La desaparición es una provocación al entendimiento. Ni a un lado ni al otro de los límites, el hombre del zen se elimina. Le importa poco que sepamos en qué se ha convertido, lo que hace y por qué. Da un paso más en la renuncia, renunciando hasta a si mismo. El monje japonés Tôsui es uno de estos desaparecidos. Tôsui Unkei pertenecía a la escuela sôtô. Sabemos pocas cosas del hombre, pues no ha escrito ni dejado nada tras él. No queda más que una sorprendente y rocambolesca biografía compuesta por el maestro zen Menzan Suihô, a través de testimonios que este último recogió pacientemente. La biografía ilustrada fue publicada en 1768 y no ha dejado de ejercer, tras más de dos siglos, una poderosa fascinación sobre el mundo zen japonés. El texto comporta evidentes anacronismos. Incluso las fechas y los lugares parecen demasiado limitados para situar a Tôsui, que parece que murió en 1683. Había alcanzado ya una respetable edad como jefe de un templo cuando un día, al finalizar un retiro que dirigía, desapareció sin decir nada. En los meses y años que siguieron sus discípulos o sus antiguos condiscípulos le encontraron ocasionalmente mendigando, fabricando sandalias o como vendedor de vinagre. Cada vez que se le descubría, desaparecía otra vez, cambiando de identidad, de nombre, de apariencia, perdiéndose, no en las montañas sino en el anonimato de la muchedumbre, en el rumor urbano de las grandes aglomeraciones nacientes del Japón de la época Edo. Abandonó todas las convenciones sociales y religiosas, prefiriendo la miseria y la soledad. “Gozaba del despertar” informa sin embargo Menzan:
«Cuando vivía en Ôtsu, el maestro Tôsui Unkei fabricaba sandalias de paja y calzas para los caballos que llevaba cada día al mercado. A consecuencia de esto todos le hacían pedidos y esperaban a que el trabajo estuviese terminado. Las calzas del viejo de Ôtsu eran conocidas. Su vivienda que tenía seis o siete shaku de ancho se encontraba entre dos tiendas. Había alquilado el espacio vacío que había cubierto de paja. Lo utilizaba justo para dormir y no tenía utensilios de cocina. Fabricaba allí las calzas y las sandalias de paja y compraba pasteles de arroz y otras cosas para comer. Pasó alrededor de dos años de esta manera. Un día arrieros de caballos de carga y porteadores de palanquines se reunieron allí y le dijeron: “En tu vivienda no tienes un buda. Se dice que no tener un buda significa ser cristiano. ¿Por qué no lo has puesto?” El viejo respondió: “¡Incluso a un buda no le gustaría un lugar donde no se cuece el arroz!” Todo el mundo le miró y rompió a reír. Al día siguiente uno de los arrieros le llevó una pintura popular en Ôtsu, una pintura sobre un rollo representando a Amida, diciéndole: “Te lo ofrezco, hazlo tu buda.” “¡Yo no tengo necesidad de buda!” El hombre se lo dio contra su voluntad y, refunfuñando sobre la estrechez del lugar, lo cogió y lo colgó en la pared. Cuando los vecinos miraron lo que había dejado el viejo tras su partida, vieron un buda colgado. Sobre lo alto, algo que parecían letras había sido anotado. Leyeron un poema humorístico escrito con agua de ceniza:
“Incluso estrecha os presto la vivienda, señor Amida
No esperéis que os ruegue por una vida futura”»

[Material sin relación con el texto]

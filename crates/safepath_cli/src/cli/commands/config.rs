use anyhow::Result;
use safepath_core::Settings;
use safepath_core::settings::KEYS;
use safepath_core::store::KeyValueStore;

use crate::cli::args::ConfigCmd;
use crate::cli::color::Colors;
use crate::cli::format::print_kv_block;
use crate::ui::{Style, success};

pub fn run(store: &mut dyn KeyValueStore, cmd: &ConfigCmd) -> Result<()> {
    match cmd {
        ConfigCmd::Show => show(&Settings::load(store)?),
        ConfigCmd::Set { key, value } => {
            let s = Settings::set(store, key, value)?;
            success(format!("{key} = {}", s.value_of(key)?));
            Ok(())
        }
        ConfigCmd::Reset => {
            Settings::reset(store)?;
            success("Settings reset to defaults");
            show(&Settings::default())
        }
    }
}

fn show(s: &Settings) -> Result<()> {
    let c = Colors::new(&Style::default());
    let defaults = Settings::default();

    let mut pairs = Vec::with_capacity(KEYS.len());
    for key in KEYS {
        let v = s.value_of(key)?;
        let v = if v == defaults.value_of(key)? {
            format!("{v} {}", c.dim("(default)"))
        } else {
            v
        };
        pairs.push((*key, v));
    }
    print_kv_block(&pairs, |k| c.key(k));
    Ok(())
}

#[cfg(test)]
mod tests {
    use super::*;
    use safepath_core::store::MemoryStore;

    #[test]
    fn set_then_reset() {
        let mut store = MemoryStore::new();
        run(
            &mut store,
            &ConfigCmd::Set {
                key: "tolerance_m".into(),
                value: "30".into(),
            },
        )
        .unwrap();
        assert_eq!(Settings::load(&store).unwrap().tolerance_m, 30.0);

        run(&mut store, &ConfigCmd::Reset).unwrap();
        assert!(store.is_empty());
    }

    #[test]
    fn unknown_key_fails() {
        let mut store = MemoryStore::new();
        let cmd = ConfigCmd::Set {
            key: "radius".into(),
            value: "1".into(),
        };
        assert!(run(&mut store, &cmd).is_err());
    }
}
//! Client for an OSRM-compatible routing service.
//!
//! Only the fields needed to rebuild the polyline are deserialized:
//! `code`, and for each route the GeoJSON geometry plus distance/duration.

use anyhow::{Context, Result, bail};
use reqwest::blocking::Client;
use serde::Deserialize;
use std::time::Duration;

use crate::formats::route_file::geojson_positions;
use crate::geo::GeoPoint;
use crate::providers::RouteProvider;
use crate::route::Route;

pub const DEFAULT_OSRM_URL: &str = "https://router.project-osrm.org";
pub const DEFAULT_OSRM_PROFILE: &str = "driving";

#[derive(Debug, Deserialize)]
pub struct OsrmResponse {
    pub code: String,

    #[serde(default)]
    pub message: Option<String>,

    #[serde(default)]
    pub routes: Vec<OsrmRoute>,
}

#[derive(Debug, Deserialize)]
pub struct OsrmRoute {
    pub geometry: serde_json::Value,

    // meters / seconds, as reported by the service
    #[serde(default)]
    pub distance: Option<f64>,
    #[serde(default)]
    pub duration: Option<f64>,
}

pub struct OsrmProvider {
    client: Client,
    base_url: String,
    profile: String,
}

impl OsrmProvider {
    pub fn new(base_url: &str, profile: &str, timeout: Duration) -> Result<Self> {
        let client = Client::builder()
            .timeout(timeout)
            .user_agent(concat!("safepath/", env!("CARGO_PKG_VERSION")))
            .build()
            .context("Unable to create HTTP client")?;

        Ok(Self {
            client,
            base_url: base_url.trim_end_matches('/').to_string(),
            profile: profile.to_string(),
        })
    }

    pub fn route_url(&self, from: GeoPoint, to: GeoPoint) -> String {
        // OSRM wants lng,lat
        format!(
            "{}/route/v1/{}/{},{};{},{}",
            self.base_url, self.profile, from.lng, from.lat, to.lng, to.lat
        )
    }
}

impl RouteProvider for OsrmProvider {
    fn route(&self, from: GeoPoint, to: GeoPoint) -> Result<Route> {
        let url = self.route_url(from, to);
        log::debug!("requesting route: {url}");

        let resp: OsrmResponse = self
            .client
            .get(&url)
            .query(&[("overview", "full"), ("geometries", "geojson")])
            .send()
            .context("Failed to reach routing service")?
            .error_for_status()
            .context("Routing request returned error status")?
            .json()
            .context("Failed to parse routing response JSON")?;

        route_from_response(resp)
    }

    fn name(&self) -> &str {
        "osrm"
    }
}

/// First route of the response as a polyline.
pub fn route_from_response(resp: OsrmResponse) -> Result<Route> {
    if !resp.code.eq_ignore_ascii_case("ok") {
        bail!(
            "Routing service answered {}: {}",
            resp.code,
            resp.message.as_deref().unwrap_or("no message")
        );
    }

    let Some(first) = resp.routes.into_iter().next() else {
        bail!("Routing service returned no routes");
    };

    let points = geojson_positions(first.geometry.get("coordinates"))
        .context("Unexpected route geometry (request geometries=geojson)")?;

    log::debug!(
        "routing service returned {} points ({:.0} m, {:.0} s)",
        points.len(),
        first.distance.unwrap_or(f64::NAN),
        first.duration.unwrap_or(f64::NAN)
    );

    Ok(Route::new(points))
}

#[cfg(test)]
mod tests {
    use super::*;

    fn parse(text: &str) -> OsrmResponse {
        serde_json::from_str(text).unwrap()
    }

    #[test]
    fn builds_lng_lat_url() {
        let p = OsrmProvider::new("http://localhost:5000/", "foot", Duration::from_secs(1)).unwrap();
        let url = p.route_url(GeoPoint::new(34.05, -118.24), GeoPoint::new(34.06, -118.25));
        assert_eq!(
            url,
            "http://localhost:5000/route/v1/foot/-118.24,34.05;-118.25,34.06"
        );
    }

    #[test]
    fn takes_first_route_geometry() {
        let resp = parse(
            r#"{
                "code": "Ok",
                "routes": [
                    { "geometry": { "type": "LineString", "coordinates": [[-118.24, 34.05], [-118.245, 34.055]] },
                      "distance": 712.4, "duration": 95.1 },
                    { "geometry": { "type": "LineString", "coordinates": [[0, 0], [1, 1]] } }
                ],
                "waypoints": []
            }"#,
        );
        let route = route_from_response(resp).unwrap();
        assert_eq!(
            route.points,
            vec![GeoPoint::new(34.05, -118.24), GeoPoint::new(34.055, -118.245)]
        );
    }

    #[test]
    fn error_code_is_reported() {
        let resp = parse(r#"{ "code": "NoRoute", "message": "Impossible route between points" }"#);
        let err = route_from_response(resp).unwrap_err();
        assert!(err.to_string().contains("NoRoute"));
    }

    #[test]
    fn empty_routes_is_an_error() {
        let resp = parse(r#"{ "code": "Ok", "routes": [] }"#);
        assert!(route_from_response(resp).is_err());
    }

    #[test]
    fn encoded_polyline_geometry_is_rejected() {
        let resp = parse(r#"{ "code": "Ok", "routes": [ { "geometry": "_p~iF~ps|U_ulLnnqC" } ] }"#);
        assert!(route_from_response(resp).is_err());
    }
}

Menzan, Vida del maestro Tôsui
Estos monjes no han escogido seguramente su destino a la manera de una elección deliberada. Su propio carácter les llevaba sin duda a tomar; a uno la vía del loco, al otro la vía de la ocultación. Los escritos de Ikkyû testimonian un hombre atormentado, que tuvo varias tentativas de suicidio, próximo a hundirse en la locura real. De tomar la mascarada humana demasiado en serio puede ser que se convierta uno realmente en un loco -¿quién lo sabe? Por lo demás es poco probable que estos maestros chinos, de los que las antiguas crónicas repiten hasta la saciedad que hacían borrosas sus huellas, hayan existido realmente todos, o por lo menos que los hechos que se les atribuyen sean verídicos. Sus historias muestran lo maravilloso y dejan entrever, a quien sabe leerlas, la búsqueda de un absoluto. Pero, del hecho mismo de que dejen rastros en el orden del discurso, sus historias, conjugadas de mil y un maneras, delinean una singular perspectiva para todos los hombres del zen. Como si cada uno de estos locos, de estos idiotas o de estos desaparecidos se sostuviera sobre una frontera imposible, dispuestos a desaparecer al otro lado del horizonte, en la oscuridad absoluta, y al mismo tiempo sin embargo siempre ahí, a plena luz, para dar testimonio a todos de este extraño ejercicio de desenfreno.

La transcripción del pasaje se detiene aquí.